| WHAT YOU HAVE TO DO |
Using the listing below, keep only the lines with the word "ServerConfig" and copy them.
==========
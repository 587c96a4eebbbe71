//! Authentication configuration

use serde::Deserialize;

use super::error::ValidationError;
use super::server::Environment;

/// Authentication configuration
///
/// Only the static token table is configurable here; real identity
/// providers plug in through the `SessionValidator` port.
#[derive(Debug, Clone, Default, Deserialize)]
pub struct AuthConfig {
    /// Comma-separated `token:user_id` pairs for development
    pub static_tokens: Option<String>,
}

impl AuthConfig {
    /// The token table, or an empty string when unset
    pub fn static_token_entries(&self) -> &str {
        self.static_tokens.as_deref().unwrap_or("")
    }

    /// Validate authentication configuration
    ///
    /// Static tokens are development tooling and are refused in production.
    pub fn validate(&self, environment: &Environment) -> Result<(), ValidationError> {
        let entries = self.static_token_entries();
        if entries.trim().is_empty() {
            return Ok(());
        }

        if *environment == Environment::Production {
            return Err(ValidationError::StaticTokensInProduction);
        }

        for entry in entries.split(',').map(str::trim).filter(|e| !e.is_empty()) {
            match entry.split_once(':') {
                Some((token, user)) if !token.trim().is_empty() && !user.trim().is_empty() => {}
                _ => return Err(ValidationError::InvalidStaticTokens(entry.to_string())),
            }
        }

        Ok(())
    }
}
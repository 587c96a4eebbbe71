//! Notification channel domain: wire messages, decoding, backoff and the
//! client channel lifecycle.
//!
//! Everything here is pure; the registry, transports and timers that move
//! bytes live in `adapters` and `application`.

mod backoff;
mod channel_state;
mod decoder;
mod message;
mod payload;

pub use backoff::{retry_delay, BackoffPolicy};
pub use channel_state::ChannelState;
pub use decoder::{Frame, FrameDecoder};
pub use message::{frame, SseMessage, CONNECTED_EVENT, DEFAULT_EVENT_TYPE, HEARTBEAT_EVENT};
pub use payload::Payload;
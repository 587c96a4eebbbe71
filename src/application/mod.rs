//! Application layer - Commands, handlers and client-side orchestration.
//!
//! This layer orchestrates domain operations and coordinates between ports.

pub mod channel;
pub mod handlers;

pub use channel::{
    ChannelCallbacks, ChannelController, ChannelOptions, ChannelStatus, ChannelSubscription,
    EventHandler, ListenerHandle, OfflineQueue, ProcessSummary, SubscriptionError,
};
pub use handlers::{
    Audience, PublishNotificationCommand, PublishNotificationHandler, PublishNotificationResult,
};
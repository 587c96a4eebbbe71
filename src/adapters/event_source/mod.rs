//! Client-side adapters for the reconnecting channel.
//!
//! - `HttpEventSource` - reqwest event-stream transport
//! - `TokioRetryTimer` - backoff timer on the tokio clock

mod http_transport;
mod tokio_timer;

pub use http_transport::{HttpEventSource, SourceEvent};
pub use tokio_timer::{RetryElapsed, TokioRetryTimer};
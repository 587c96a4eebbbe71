//! Top-level axum router: notification routes, health check and the
//! cross-cutting layers (auth, tracing, CORS, timeout).

use axum::{
    http::{HeaderValue, Method},
    middleware,
    routing::get,
    Json, Router,
};
use serde_json::json;
use tower_http::{
    cors::{Any, CorsLayer},
    timeout::TimeoutLayer,
    trace::TraceLayer,
};

use crate::config::ServerConfig;

use super::middleware::{auth_middleware, AuthState};
use super::notification::{notification_routes, NotificationAppState};

/// Builds the application router.
///
/// # Routes
///
/// - `GET /health` - Liveness probe
/// - `GET /api/notifications/stream` - SSE stream
/// - `GET /api/notifications/presence` - Presence counts
///
/// The timeout bounds only the time to produce response headers; an open
/// event stream is not cut off by it.
pub fn build_router(
    state: NotificationAppState,
    validator: AuthState,
    server: &ServerConfig,
) -> Router {
    let api = Router::new()
        .nest("/notifications", notification_routes())
        .layer(middleware::from_fn_with_state(validator, auth_middleware))
        .with_state(state);

    Router::new()
        .route("/health", get(health_check))
        .nest("/api", api)
        .layer(TimeoutLayer::new(server.request_timeout()))
        .layer(cors_layer(&server.cors_origins_list()))
        .layer(TraceLayer::new_for_http())
}

async fn health_check() -> Json<serde_json::Value> {
    Json(json!({ "status": "ok" }))
}

/// CORS for the configured origins; any origin when none are configured.
fn cors_layer(origins: &[String]) -> CorsLayer {
    let layer = CorsLayer::new()
        .allow_methods([Method::GET, Method::OPTIONS])
        .allow_headers(Any);

    if origins.is_empty() {
        return layer.allow_origin(Any);
    }

    let allowed: Vec<HeaderValue> = origins
        .iter()
        .filter_map(|origin| match HeaderValue::from_str(origin) {
            Ok(value) => Some(value),
            Err(_) => {
                tracing::warn!(origin = %origin, "Ignoring invalid CORS origin");
                None
            }
        })
        .collect();

    layer.allow_origin(allowed)
}
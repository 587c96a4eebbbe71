//! Application configuration module
//!
//! This module provides type-safe configuration loading from environment variables
//! using the `config` and `dotenvy` crates. Configuration is loaded with the
//! `NOTIFICATION_RELAY` prefix and nested values use double underscores as
//! separators. Every section has defaults, so an empty environment yields a
//! runnable development server.
//!
//! # Example
//!
//! ```no_run
//! use notification_relay::config::AppConfig;
//!
//! let config = AppConfig::load().expect("Failed to load configuration");
//! config.validate().expect("Invalid configuration");
//!
//! println!("Server running on {:?}", config.server.socket_addr());
//! ```

mod auth;
mod channel;
mod error;
mod server;
mod stream;

pub use auth::AuthConfig;
pub use channel::ChannelConfig;
pub use error::{ConfigError, ValidationError};
pub use server::{Environment, ServerConfig};
pub use stream::StreamConfig;

use serde::Deserialize;

/// Root application configuration
///
/// Load using [`AppConfig::load()`] which reads from environment variables.
#[derive(Debug, Clone, Default, Deserialize)]
pub struct AppConfig {
    /// Server configuration (host, port, environment)
    #[serde(default)]
    pub server: ServerConfig,

    /// Outbound SSE stream settings (heartbeat, buffering)
    #[serde(default)]
    pub stream: StreamConfig,

    /// Reconnecting client subscription settings
    #[serde(default)]
    pub channel: ChannelConfig,

    /// Authentication configuration (static token table)
    #[serde(default)]
    pub auth: AuthConfig,
}

impl AppConfig {
    /// Load configuration from environment variables
    ///
    /// This function:
    /// 1. Loads `.env` file if present (for development)
    /// 2. Reads environment variables with `NOTIFICATION_RELAY` prefix
    /// 3. Uses `__` (double underscore) to separate nested values
    /// 4. Deserializes into typed configuration structs
    ///
    /// # Environment Variable Format
    ///
    /// - `NOTIFICATION_RELAY__SERVER__PORT=8080` -> `server.port = 8080`
    /// - `NOTIFICATION_RELAY__STREAM__HEARTBEAT_INTERVAL_SECS=15` -> `stream.heartbeat_interval_secs = 15`
    ///
    /// # Errors
    ///
    /// Returns `ConfigError` if values cannot be parsed into expected types.
    pub fn load() -> Result<Self, ConfigError> {
        dotenvy::dotenv().ok();

        let config = config::Config::builder()
            .add_source(
                config::Environment::with_prefix("NOTIFICATION_RELAY")
                    .prefix_separator("__")
                    .separator("__"),
            )
            .build()?
            .try_deserialize()?;

        Ok(config)
    }

    /// Load and validate in one step
    pub fn load_validated() -> Result<Self, ConfigError> {
        let config = Self::load()?;
        config.validate()?;
        Ok(config)
    }

    /// Validate all configuration values
    ///
    /// # Errors
    ///
    /// Returns `ValidationError` if any configuration value is invalid.
    pub fn validate(&self) -> Result<(), ValidationError> {
        self.server.validate()?;
        self.stream.validate()?;
        self.channel.validate()?;
        self.auth.validate(&self.server.environment)?;
        Ok(())
    }

    /// Check if running in production environment
    pub fn is_production(&self) -> bool {
        self.server.is_production()
    }
}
==========
| RESULT |
use crate::config::ServerConfig;
    server: &ServerConfig,
pub use server::{Environment, ServerConfig};
    pub server: ServerConfig,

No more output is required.